PDD entails instillation of Hexaminolevulinate hydrochloride (HAL) 85 mg powder in 50 ml saline into the bladder, which is retained for 1 hour before TURBT. Protoporphyrin IX, which is the fluorescent substrate, accumulates in the neoplastic tissue. This substrate is introduced into the tumor cells and is detected using blue light. PDD has been FDA approved since 2010. It is important to wait at least 90 days after the last intravesical therapy to avoid false positive. A meta-analysis of prospective PDD studies has shown that PDD improves detection rate by 20% (39% in CIS only), it reduces rate of recurrence at 12 months by approximately 10% of patients, increases recurrence free survival from 12 to 24 months, and reduces the residual tumor load after TURBT with PDD. However, one of its disadvantages, is that it has been shown not to reduce recurrence rates in newly diagnosed non-muscle invasive bladder tumors (NMIBC). PDD should be reserved for high risk patients, including multifocal recurrent tumors requiring demanding resection, and in situations of occult positive urinary cytology.

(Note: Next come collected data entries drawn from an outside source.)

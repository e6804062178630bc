//! Lifecycle Controller and batch workers.
//!
//! One ingestor thread feeds the bounded queue; `worker_count` worker threads
//! share the consumer side, each owning its own batch buffer and timer. Stop
//! cancels the ingestor, which closes the queue; workers then flush what is
//! left and exit. Broker connections are closed once both sides are done, or
//! once the drain timeout expires.

use crate::batch::{Batch, BatchAggregator};
use crate::broker::{EventSink, EventSource};
use crate::config::PipelineConfig;
use crate::ensemble::{ENSEMBLE_MODEL, EnsembleEngine};
use crate::error::{EnsembleError, StartupError};
use crate::ingest::Ingestor;
use crate::publish::{AlertRecord, ResultPublisher};
use crate::queue::{QueueConsumer, Recv, event_queue};
use crate::store::{Cache, MetricsSnapshot, MetricsStore};
use crate::telemetry::Telemetry;
use std::sync::Arc;
use std::sync::atomic::{AtomicBool, Ordering};
use std::thread::{self, JoinHandle};
use std::time::{Duration, Instant};
use tokio_util::sync::CancellationToken;
use tracing::{error, info, warn};

struct Worker {
    id: usize,
    consumer: QueueConsumer,
    aggregator: BatchAggregator,
    engine: Arc<EnsembleEngine>,
    model: Option<String>,
    publisher: Arc<ResultPublisher>,
    store: Arc<MetricsStore>,
    telemetry: Arc<Telemetry>,
    poll_interval: Duration,
}

impl Worker {
    fn run(mut self) {
        info!(worker = self.id, "Worker active.");

        loop {
            // Wake no later than the batch timer so a timeout flush fires
            // without a new arrival.
            let wait = self
                .aggregator
                .time_until_due(Instant::now())
                .map_or(self.poll_interval, |due| due.min(self.poll_interval));

            match self.consumer.recv_timeout(wait) {
                Recv::Event(event) => {
                    if let Some(batch) = self.aggregator.push(event, Instant::now()) {
                        self.process(batch);
                    }
                }
                Recv::Idle => {}
                Recv::Closed => break,
            }
            if let Some(batch) = self.aggregator.poll(Instant::now()) {
                self.process(batch);
            }
            self.telemetry.queue_depth.set(self.consumer.len() as i64);
        }

        if let Some(batch) = self.aggregator.drain() {
            self.process(batch);
        }
        info!(worker = self.id, "Worker stopped.");
    }

    /// Evaluates, publishes and records each event independently.
    fn process(&self, batch: Batch) {
        let timer = self.telemetry.batch_latency.start_timer();
        self.telemetry.batch_size.observe(batch.len() as f64);
        let mut anomalies = 0usize;

        for event in &batch.events {
            let outcome = match &self.model {
                Some(model) => self.engine.evaluate_with(event, model),
                None => self.engine.evaluate(event),
            };
            let result = match outcome {
                Ok(result) => result,
                Err(err) => {
                    let failures = match &err {
                        EnsembleError::NoBackendAvailable { failures, .. } => failures.as_slice(),
                        EnsembleError::Backend(failure) => std::slice::from_ref(failure),
                        _ => &[],
                    };
                    for failure in failures {
                        self.telemetry
                            .backend_failures
                            .with_label_values(&[failure.backend()])
                            .inc();
                    }
                    self.telemetry.processing_errors.inc();
                    error!(worker = self.id, event_id = %event.id, error = %err, "Dropping unscorable event");
                    continue;
                }
            };

            for failure in &result.excluded {
                self.telemetry
                    .backend_failures
                    .with_label_values(&[failure.backend()])
                    .inc();
            }
            self.telemetry.processed.inc();

            let alert = self.publisher.publish_outcome(event, &result);
            if let Err(err) = self.store.record(&result) {
                self.telemetry.store_errors.inc();
                warn!(worker = self.id, event_id = %event.id, error = %err, "Failed to update metrics");
            }

            if let Some(alert) = alert {
                anomalies += 1;
                self.telemetry.anomalies.inc();
                warn!(
                    worker = self.id,
                    event_id = %event.id,
                    confidence = result.confidence,
                    severity = ?alert.severity,
                    "ANOMALY"
                );
                if let Err(err) = self.store.store_alert(&alert) {
                    self.telemetry.store_errors.inc();
                    warn!(worker = self.id, event_id = %event.id, error = %err, "Failed to store alert");
                }
            }
        }

        timer.observe_duration();
        info!(
            worker = self.id,
            batch_size = batch.len(),
            trigger = batch.trigger.as_str(),
            anomalies,
            "Batch flushed"
        );
    }
}

/// Whether both loops exited within the drain timeout.
#[derive(Debug, Clone, Copy, PartialEq, Eq)]
pub enum Drain {
    Complete,
    TimedOut,
}

pub struct Pipeline {
    cancel: CancellationToken,
    ingest: Option<JoinHandle<Box<dyn EventSource>>>,
    workers: Vec<JoinHandle<()>>,
    sink: Arc<dyn EventSink>,
    consumer: QueueConsumer,
    engine: Arc<EnsembleEngine>,
    store: Arc<MetricsStore>,
    telemetry: Arc<Telemetry>,
    running: Arc<AtomicBool>,
    drain_timeout: Duration,
}

impl Pipeline {
    /// Validates everything that can be checked up front, then spawns the
    /// ingestor and the workers.
    pub fn start(
        config: PipelineConfig,
        engine: Arc<EnsembleEngine>,
        source: Box<dyn EventSource>,
        sink: Arc<dyn EventSink>,
        cache: Arc<dyn Cache>,
    ) -> Result<Self, StartupError> {
        config.validate()?;
        if engine.is_empty() {
            return Err(StartupError::NoBackends);
        }
        if let Some(model) = &config.model {
            if !engine.backend_names().any(|name| name == model) {
                return Err(EnsembleError::UnknownBackend(model.clone()).into());
            }
        }
        if !engine.is_ready() {
            warn!("No scoring backend is trained; every event will be dropped.");
        }

        let store = Arc::new(MetricsStore::new(
            cache,
            config.alert_ttl,
            config.recent_alerts_capacity,
        ));
        store.ping()?;

        let telemetry = Arc::new(Telemetry::new()?);
        let (producer, consumer) = event_queue(config.queue_capacity);
        let publisher = Arc::new(ResultPublisher::new(sink.clone(), &config, telemetry.clone()));

        let mut workers = Vec::with_capacity(config.worker_count);
        for id in 0..config.worker_count {
            let worker = Worker {
                id,
                consumer: consumer.clone(),
                aggregator: BatchAggregator::new(config.batch_size, config.batch_timeout),
                engine: engine.clone(),
                model: config.model.clone(),
                publisher: publisher.clone(),
                store: store.clone(),
                telemetry: telemetry.clone(),
                poll_interval: config.poll_interval,
            };
            let handle = thread::Builder::new()
                .name(format!("vigil-worker-{id}"))
                .spawn(move || worker.run())
                .map_err(|source| StartupError::Spawn { name: "worker", source })?;
            workers.push(handle);
        }

        let cancel = CancellationToken::new();
        let ingestor = Ingestor::new(
            source,
            producer,
            telemetry.clone(),
            config.ingest_poll_timeout,
            config.retry_delay,
        );
        let ingest = {
            let cancel = cancel.clone();
            thread::Builder::new()
                .name("vigil-ingest".into())
                .spawn(move || ingestor.run(cancel))
                .map_err(|source| StartupError::Spawn { name: "ingest", source })?
        };

        info!(
            workers = config.worker_count,
            batch_size = config.batch_size,
            batch_timeout_ms = config.batch_timeout.as_millis() as u64,
            queue_capacity = config.queue_capacity,
            backends = engine.len(),
            model = config.model.as_deref().unwrap_or(ENSEMBLE_MODEL),
            "Pipeline started."
        );

        Ok(Self {
            cancel,
            ingest: Some(ingest),
            workers,
            sink,
            consumer,
            engine,
            store,
            telemetry,
            running: Arc::new(AtomicBool::new(true)),
            drain_timeout: config.drain_timeout,
        })
    }

    pub fn is_running(&self) -> bool {
        self.running.load(Ordering::Acquire)
    }

    pub fn telemetry(&self) -> &Arc<Telemetry> {
        &self.telemetry
    }

    pub fn engine(&self) -> &Arc<EnsembleEngine> {
        &self.engine
    }

    /// Zeroed counters, never an error, when the cache cannot be read.
    pub fn metrics(&self) -> MetricsSnapshot {
        let mut snapshot = self.store.snapshot().unwrap_or_else(|err| {
            self.telemetry.store_errors.inc();
            warn!(error = %err, "Failed to read metrics");
            MetricsSnapshot::default()
        });
        snapshot.queue_size = self.consumer.len();
        snapshot.is_running = self.is_running();
        snapshot.dropped_messages = self.consumer.dropped();
        snapshot
    }

    /// Newest first; empty when the cache cannot be read.
    pub fn recent_alerts(&self, limit: usize) -> Vec<AlertRecord> {
        self.store.recent_alerts(limit).unwrap_or_else(|err| {
            self.telemetry.store_errors.inc();
            warn!(error = %err, "Failed to read recent alerts");
            Vec::new()
        })
    }

    /// Stops ingestion, waits up to the drain timeout for the workers to
    /// flush, then closes the broker connections.
    pub fn stop(mut self) -> Drain {
        info!("Stopping pipeline... (Waiting for queues to drain)");
        self.cancel.cancel();

        let deadline = Instant::now() + self.drain_timeout;
        let finished = |p: &Self| {
            p.ingest.as_ref().is_none_or(JoinHandle::is_finished)
                && p.workers.iter().all(JoinHandle::is_finished)
        };
        while !finished(&self) && Instant::now() < deadline {
            thread::sleep(Duration::from_millis(10));
        }
        let drain = if finished(&self) {
            Drain::Complete
        } else {
            warn!(
                timeout_ms = self.drain_timeout.as_millis() as u64,
                "Drain timed out, shutting down anyway"
            );
            Drain::TimedOut
        };

        if let Some(handle) = self.ingest.take() {
            if handle.is_finished() {
                match handle.join() {
                    Ok(mut source) => {
                        if let Err(err) = source.close() {
                            warn!(error = %err, "Failed to close event source");
                        }
                    }
                    Err(_) => error!("Ingestor panicked"),
                }
            }
        }
        for handle in self.workers.drain(..) {
            if handle.is_finished() && handle.join().is_err() {
                error!("Worker panicked");
            }
        }
        if let Err(err) = self.sink.close() {
            warn!(error = %err, "Failed to close event sink");
        }

        self.running.store(false, Ordering::Release);
        info!(?drain, "Pipeline stopped.");
        drain
    }
}

impl Drop for Pipeline {
    fn drop(&mut self) {
        self.cancel.cancel();
    }
}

NBI – filters out the red spectrum of white light. It helps detect the structural change of vessels formation and thickness of mucosa. NBI detects more tumors and abnormal lesions, including CIS. It reduces recurrence rates only in low grade tumors. It is user friendly and applicable both in lower and upper tract.

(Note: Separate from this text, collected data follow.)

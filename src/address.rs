use crate::error::Error;
use std::fmt;
use std::str::FromStr;
use uuid::Uuid;

#[cfg(test)]
#[path = "address_test.rs"]
mod tests;

/// A destination within the messaging service: a user plus an optional device.
///
/// String form is `"UUID.device_id"`; a bare `"UUID"` addresses all of that user's
/// devices. Device ids are small positive integers; `1` is the primary device.
#[derive(Debug, Clone, Copy, PartialEq, Eq, Hash, serde::Serialize, serde::Deserialize)]
pub struct Address {
    pub user_id: Uuid,
    pub device_id: Option<u32>,
}

impl Address {
    pub fn new(user_id: Uuid, device_id: Option<u32>) -> Self {
        Self { user_id, device_id }
    }

    /// An address for every device of `user_id` (the bare-UUID form).
    pub fn all_devices(user_id: Uuid) -> Self {
        Self { user_id, device_id: None }
    }

    /// This address, pinned to a specific device.
    pub fn with_device(&self, device_id: u32) -> Self {
        Self { user_id: self.user_id, device_id: Some(device_id) }
    }
}

impl FromStr for Address {
    type Err = Error;

    fn from_str(s: &str) -> Result<Self, Self::Err> {
        let mut parts = s.splitn(3, '.');
        let user_part = parts.next().unwrap_or("");
        let device_part = parts.next();
        if parts.next().is_some() {
            return Err(Error::Protocol(format!("invalid address: more than one '.' in {:?}", s)));
        }

        let user_id = Uuid::parse_str(user_part)
            .map_err(|e| Error::Protocol(format!("invalid address user id {:?}: {}", user_part, e)))?;

        let device_id = match device_part {
            None => None,
            Some(d) => Some(
                d.parse::<u32>()
                    .map_err(|e| Error::Protocol(format!("invalid address device id {:?}: {}", d, e)))?,
            ),
        };

        Ok(Address { user_id, device_id })
    }
}

impl fmt::Display for Address {
    fn fmt(&self, f: &mut fmt::Formatter<'_>) -> fmt::Result {
        match self.device_id {
            Some(d) => write!(f, "{}.{}", self.user_id, d),
            None => write!(f, "{}", self.user_id),
        }
    }
}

The SPIES technology is a user friendly technique and applicable to both lower and upper tract. It highlights the contrast of capillaries and vessels within the submucosa, while preserving information from deeper layers of the tissue.  Unfortunately, it is a new technology with no data available regarding improvement of detection/recurrence. It is hoped that it may lead to better quality of TURBT.

Dr. Paniero concluded his elaborate presentation and stated that utilization of these techniques should become standard of care in all TURBTs.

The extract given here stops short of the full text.